EXERCISE DIRECTIONS → This task calls for printing every entry exactly.

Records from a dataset
_ _ _ _ _ _ _

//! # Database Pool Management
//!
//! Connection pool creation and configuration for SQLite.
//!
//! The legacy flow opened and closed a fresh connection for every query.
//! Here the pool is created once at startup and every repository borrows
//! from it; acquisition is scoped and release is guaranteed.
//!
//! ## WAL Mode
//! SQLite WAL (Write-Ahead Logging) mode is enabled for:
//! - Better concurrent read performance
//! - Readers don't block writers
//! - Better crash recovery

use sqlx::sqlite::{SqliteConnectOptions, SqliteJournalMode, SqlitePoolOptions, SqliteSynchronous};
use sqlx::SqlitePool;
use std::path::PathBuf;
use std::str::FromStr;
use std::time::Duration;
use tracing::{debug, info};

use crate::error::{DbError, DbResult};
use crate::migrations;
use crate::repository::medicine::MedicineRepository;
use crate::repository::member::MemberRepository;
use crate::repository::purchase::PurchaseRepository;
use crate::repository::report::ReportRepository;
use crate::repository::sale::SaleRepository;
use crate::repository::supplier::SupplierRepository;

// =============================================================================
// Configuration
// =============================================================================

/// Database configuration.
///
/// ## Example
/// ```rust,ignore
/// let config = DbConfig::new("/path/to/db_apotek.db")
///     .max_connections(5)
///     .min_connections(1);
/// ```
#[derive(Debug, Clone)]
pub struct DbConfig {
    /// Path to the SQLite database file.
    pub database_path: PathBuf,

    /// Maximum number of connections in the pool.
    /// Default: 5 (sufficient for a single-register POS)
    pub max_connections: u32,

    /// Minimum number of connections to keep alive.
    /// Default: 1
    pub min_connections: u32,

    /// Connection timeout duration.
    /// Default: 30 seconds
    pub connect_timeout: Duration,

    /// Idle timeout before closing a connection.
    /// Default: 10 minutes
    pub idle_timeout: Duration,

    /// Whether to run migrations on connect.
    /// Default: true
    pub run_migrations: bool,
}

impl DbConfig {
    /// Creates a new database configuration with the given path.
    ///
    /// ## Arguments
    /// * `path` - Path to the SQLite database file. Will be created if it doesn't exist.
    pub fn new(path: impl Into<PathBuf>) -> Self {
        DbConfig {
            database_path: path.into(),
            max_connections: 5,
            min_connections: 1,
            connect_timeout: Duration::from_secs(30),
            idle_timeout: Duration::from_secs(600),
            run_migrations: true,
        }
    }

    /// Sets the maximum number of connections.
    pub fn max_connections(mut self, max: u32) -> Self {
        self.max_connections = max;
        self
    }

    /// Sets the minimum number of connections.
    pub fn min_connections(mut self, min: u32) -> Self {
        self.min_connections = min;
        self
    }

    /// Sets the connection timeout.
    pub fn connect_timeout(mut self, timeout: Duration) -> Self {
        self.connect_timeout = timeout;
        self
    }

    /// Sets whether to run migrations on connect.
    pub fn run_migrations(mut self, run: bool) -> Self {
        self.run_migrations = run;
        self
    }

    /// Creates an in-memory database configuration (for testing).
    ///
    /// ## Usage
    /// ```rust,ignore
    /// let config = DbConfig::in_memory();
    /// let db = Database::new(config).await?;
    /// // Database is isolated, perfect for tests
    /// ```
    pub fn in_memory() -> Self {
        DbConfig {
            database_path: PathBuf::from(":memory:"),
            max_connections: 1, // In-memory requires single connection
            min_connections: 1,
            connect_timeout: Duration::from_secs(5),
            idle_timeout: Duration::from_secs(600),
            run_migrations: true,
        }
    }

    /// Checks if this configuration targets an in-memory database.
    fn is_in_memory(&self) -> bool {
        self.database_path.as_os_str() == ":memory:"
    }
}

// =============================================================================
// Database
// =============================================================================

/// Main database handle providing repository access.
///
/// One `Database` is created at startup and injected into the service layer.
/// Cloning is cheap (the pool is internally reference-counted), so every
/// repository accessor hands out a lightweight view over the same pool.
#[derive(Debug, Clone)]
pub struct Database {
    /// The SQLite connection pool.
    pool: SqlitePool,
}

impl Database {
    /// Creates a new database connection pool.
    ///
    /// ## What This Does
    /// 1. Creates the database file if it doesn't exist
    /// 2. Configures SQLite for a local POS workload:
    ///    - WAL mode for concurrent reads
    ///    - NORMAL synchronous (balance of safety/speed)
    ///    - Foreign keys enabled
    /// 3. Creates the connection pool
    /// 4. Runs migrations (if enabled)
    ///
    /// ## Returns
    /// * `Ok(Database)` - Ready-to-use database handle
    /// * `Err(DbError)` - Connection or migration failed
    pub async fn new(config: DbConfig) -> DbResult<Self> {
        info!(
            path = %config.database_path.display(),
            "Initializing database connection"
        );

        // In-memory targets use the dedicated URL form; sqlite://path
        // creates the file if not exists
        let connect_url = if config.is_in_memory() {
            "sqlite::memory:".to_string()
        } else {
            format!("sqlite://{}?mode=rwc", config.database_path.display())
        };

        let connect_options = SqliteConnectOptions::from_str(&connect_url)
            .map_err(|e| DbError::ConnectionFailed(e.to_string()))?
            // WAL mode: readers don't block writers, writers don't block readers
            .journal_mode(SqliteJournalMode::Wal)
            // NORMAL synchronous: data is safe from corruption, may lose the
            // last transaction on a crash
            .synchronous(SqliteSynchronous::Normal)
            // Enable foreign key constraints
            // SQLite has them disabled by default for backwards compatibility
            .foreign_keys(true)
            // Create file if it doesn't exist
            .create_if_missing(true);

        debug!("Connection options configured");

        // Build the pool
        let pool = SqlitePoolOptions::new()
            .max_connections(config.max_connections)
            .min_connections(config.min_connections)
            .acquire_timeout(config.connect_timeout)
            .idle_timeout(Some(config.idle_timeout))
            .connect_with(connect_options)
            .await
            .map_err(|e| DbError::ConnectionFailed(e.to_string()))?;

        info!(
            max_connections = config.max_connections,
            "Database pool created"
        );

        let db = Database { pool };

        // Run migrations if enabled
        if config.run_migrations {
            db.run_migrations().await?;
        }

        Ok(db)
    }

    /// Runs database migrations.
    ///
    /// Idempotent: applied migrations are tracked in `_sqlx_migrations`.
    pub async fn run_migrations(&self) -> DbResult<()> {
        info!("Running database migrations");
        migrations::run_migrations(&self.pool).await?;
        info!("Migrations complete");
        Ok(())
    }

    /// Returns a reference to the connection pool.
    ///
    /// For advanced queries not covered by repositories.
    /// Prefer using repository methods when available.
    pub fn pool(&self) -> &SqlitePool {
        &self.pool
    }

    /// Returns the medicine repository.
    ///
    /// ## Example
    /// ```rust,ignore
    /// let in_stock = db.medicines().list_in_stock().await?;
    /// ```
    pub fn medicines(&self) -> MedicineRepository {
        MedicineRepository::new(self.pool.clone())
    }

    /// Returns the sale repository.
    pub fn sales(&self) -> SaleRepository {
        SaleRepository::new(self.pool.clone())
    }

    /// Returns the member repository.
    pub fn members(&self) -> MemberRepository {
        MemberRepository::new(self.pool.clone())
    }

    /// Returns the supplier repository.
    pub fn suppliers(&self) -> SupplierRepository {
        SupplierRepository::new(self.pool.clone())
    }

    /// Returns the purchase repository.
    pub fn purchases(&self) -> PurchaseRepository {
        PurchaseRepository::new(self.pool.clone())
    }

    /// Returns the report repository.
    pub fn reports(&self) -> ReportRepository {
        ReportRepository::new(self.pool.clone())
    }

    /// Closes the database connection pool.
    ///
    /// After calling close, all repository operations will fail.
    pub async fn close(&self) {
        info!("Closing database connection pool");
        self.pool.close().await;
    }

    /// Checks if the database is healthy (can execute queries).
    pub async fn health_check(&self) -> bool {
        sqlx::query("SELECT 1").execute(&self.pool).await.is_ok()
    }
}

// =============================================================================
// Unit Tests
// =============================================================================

_ _ _ _ _ _ _

ANSWER SPACE →
//! # Database Pool Management
//!
//! Connection pool creation and configuration for SQLite.
//!
//! The legacy flow opened and closed a fresh connection for every query.
//! Here the pool is created once at startup and every repository borrows
//! from it; acquisition is scoped and release is guaranteed.
//!
//! ## WAL Mode
//! SQLite WAL (Write-Ahead Logging) mode is enabled for:
//! - Better concurrent read performance
//! - Readers don't block writers
//! - Better crash recovery

use sqlx::sqlite::{SqliteConnectOptions, SqliteJournalMode, SqlitePoolOptions, SqliteSynchronous};
use sqlx::SqlitePool;
use std::path::PathBuf;
use std::str::FromStr;
use std::time::Duration;
use tracing::{debug, info};

use crate::error::{DbError, DbResult};
use crate::migrations;
use crate::repository::medicine::MedicineRepository;
use crate::repository::member::MemberRepository;
use crate::repository::purchase::PurchaseRepository;
use crate::repository::report::ReportRepository;
use crate::repository::sale::SaleRepository;
use crate::repository::supplier::SupplierRepository;

// =============================================================================
// Configuration
// =============================================================================

/// Database configuration.
///
/// ## Example
/// ```rust,ignore
/// let config = DbConfig::new("/path/to/db_apotek.db")
///     .max_connections(5)
///     .min_connections(1);
/// ```
#[derive(Debug, Clone)]
pub struct DbConfig {
    /// Path to the SQLite database file.
    pub database_path: PathBuf,

    /// Maximum number of connections in the pool.
    /// Default: 5 (sufficient for a single-register POS)
    pub max_connections: u32,

    /// Minimum number of connections to keep alive.
    /// Default: 1
    pub min_connections: u32,

    /// Connection timeout duration.
    /// Default: 30 seconds
    pub connect_timeout: Duration,

    /// Idle timeout before closing a connection.
    /// Default: 10 minutes
    pub idle_timeout: Duration,

    /// Whether to run migrations on connect.
    /// Default: true
    pub run_migrations: bool,
}

impl DbConfig {
    /// Creates a new database configuration with the given path.
    ///
    /// ## Arguments
    /// * `path` - Path to the SQLite database file. Will be created if it doesn't exist.
    pub fn new(path: impl Into<PathBuf>) -> Self {
        DbConfig {
            database_path: path.into(),
            max_connections: 5,
            min_connections: 1,
            connect_timeout: Duration::from_secs(30),
            idle_timeout: Duration::from_secs(600),
            run_migrations: true,
        }
    }

    /// Sets the maximum number of connections.
    pub fn max_connections(mut self, max: u32) -> Self {
        self.max_connections = max;
        self
    }

    /// Sets the minimum number of connections.
    pub fn min_connections(mut self, min: u32) -> Self {
        self.min_connections = min;
        self
    }

    /// Sets the connection timeout.
    pub fn connect_timeout(mut self, timeout: Duration) -> Self {
        self.connect_timeout = timeout;
        self
    }

    /// Sets whether to run migrations on connect.
    pub fn run_migrations(mut self, run: bool) -> Self {
        self.run_migrations = run;
        self
    }

    /// Creates an in-memory database configuration (for testing).
    ///
    /// ## Usage
    /// ```rust,ignore
    /// let config = DbConfig::in_memory();
    /// let db = Database::new(config).await?;
    /// // Database is isolated, perfect for tests
    /// ```
    pub fn in_memory() -> Self {
        DbConfig {
            database_path: PathBuf::from(":memory:"),
            max_connections: 1, // In-memory requires single connection
            min_connections: 1,
            connect_timeout: Duration::from_secs(5),
            idle_timeout: Duration::from_secs(600),
            run_migrations: true,
        }
    }

    /// Checks if this configuration targets an in-memory database.
    fn is_in_memory(&self) -> bool {
        self.database_path.as_os_str() == ":memory:"
    }
}

// =============================================================================
// Database
// =============================================================================

/// Main database handle providing repository access.
///
/// One `Database` is created at startup and injected into the service layer.
/// Cloning is cheap (the pool is internally reference-counted), so every
/// repository accessor hands out a lightweight view over the same pool.
#[derive(Debug, Clone)]
pub struct Database {
    /// The SQLite connection pool.
    pool: SqlitePool,
}

impl Database {
    /// Creates a new database connection pool.
    ///
    /// ## What This Does
    /// 1. Creates the database file if it doesn't exist
    /// 2. Configures SQLite for a local POS workload:
    ///    - WAL mode for concurrent reads
    ///    - NORMAL synchronous (balance of safety/speed)
    ///    - Foreign keys enabled
    /// 3. Creates the connection pool
    /// 4. Runs migrations (if enabled)
    ///
    /// ## Returns
    /// * `Ok(Database)` - Ready-to-use database handle
    /// * `Err(DbError)` - Connection or migration failed
    pub async fn new(config: DbConfig) -> DbResult<Self> {
        info!(
            path = %config.database_path.display(),
            "Initializing database connection"
        );

        // In-memory targets use the dedicated URL form; sqlite://path
        // creates the file if not exists
        let connect_url = if config.is_in_memory() {
            "sqlite::memory:".to_string()
        } else {
            format!("sqlite://{}?mode=rwc", config.database_path.display())
        };

        let connect_options = SqliteConnectOptions::from_str(&connect_url)
            .map_err(|e| DbError::ConnectionFailed(e.to_string()))?
            // WAL mode: readers don't block writers, writers don't block readers
            .journal_mode(SqliteJournalMode::Wal)
            // NORMAL synchronous: data is safe from corruption, may lose the
            // last transaction on a crash
            .synchronous(SqliteSynchronous::Normal)
            // Enable foreign key constraints
            // SQLite has them disabled by default for backwards compatibility
            .foreign_keys(true)
            // Create file if it doesn't exist
            .create_if_missing(true);

        debug!("Connection options configured");

        // Build the pool
        let pool = SqlitePoolOptions::new()
            .max_connections(config.max_connections)
            .min_connections(config.min_connections)
            .acquire_timeout(config.connect_timeout)
            .idle_timeout(Some(config.idle_timeout))
            .connect_with(connect_options)
            .await
            .map_err(|e| DbError::ConnectionFailed(e.to_string()))?;

        info!(
            max_connections = config.max_connections,
            "Database pool created"
        );

        let db = Database { pool };

        // Run migrations if enabled
        if config.run_migrations {
            db.run_migrations().await?;
        }

        Ok(db)
    }

    /// Runs database migrations.
    ///
    /// Idempotent: applied migrations are tracked in `_sqlx_migrations`.
    pub async fn run_migrations(&self) -> DbResult<()> {
        info!("Running database migrations");
        migrations::run_migrations(&self.pool).await?;
        info!("Migrations complete");
        Ok(())
    }

    /// Returns a reference to the connection pool.
    ///
    /// For advanced queries not covered by repositories.
    /// Prefer using repository methods when available.
    pub fn pool(&self) -> &SqlitePool {
        &self.pool
    }

    /// Returns the medicine repository.
    ///
    /// ## Example
    /// ```rust,ignore
    /// let in_stock = db.medicines().list_in_stock().await?;
    /// ```
    pub fn medicines(&self) -> MedicineRepository {
        MedicineRepository::new(self.pool.clone())
    }

    /// Returns the sale repository.
    pub fn sales(&self) -> SaleRepository {
        SaleRepository::new(self.pool.clone())
    }

    /// Returns the member repository.
    pub fn members(&self) -> MemberRepository {
        MemberRepository::new(self.pool.clone())
    }

    /// Returns the supplier repository.
    pub fn suppliers(&self) -> SupplierRepository {
        SupplierRepository::new(self.pool.clone())
    }

    /// Returns the purchase repository.
    pub fn purchases(&self) -> PurchaseRepository {
        PurchaseRepository::new(self.pool.clone())
    }

    /// Returns the report repository.
    pub fn reports(&self) -> ReportRepository {
        ReportRepository::new(self.pool.clone())
    }

    /// Closes the database connection pool.
    ///
    /// After calling close, all repository operations will fail.
    pub async fn close(&self) {
        info!("Closing database connection pool");
        self.pool.close().await;
    }

    /// Checks if the database is healthy (can execute queries).
    pub async fn health_check(&self) -> bool {
        sqlx::query("SELECT 1").execute(&self.pool).await.is_ok()
    }
}

// =============================================================================
// Unit Tests
// =============================================================================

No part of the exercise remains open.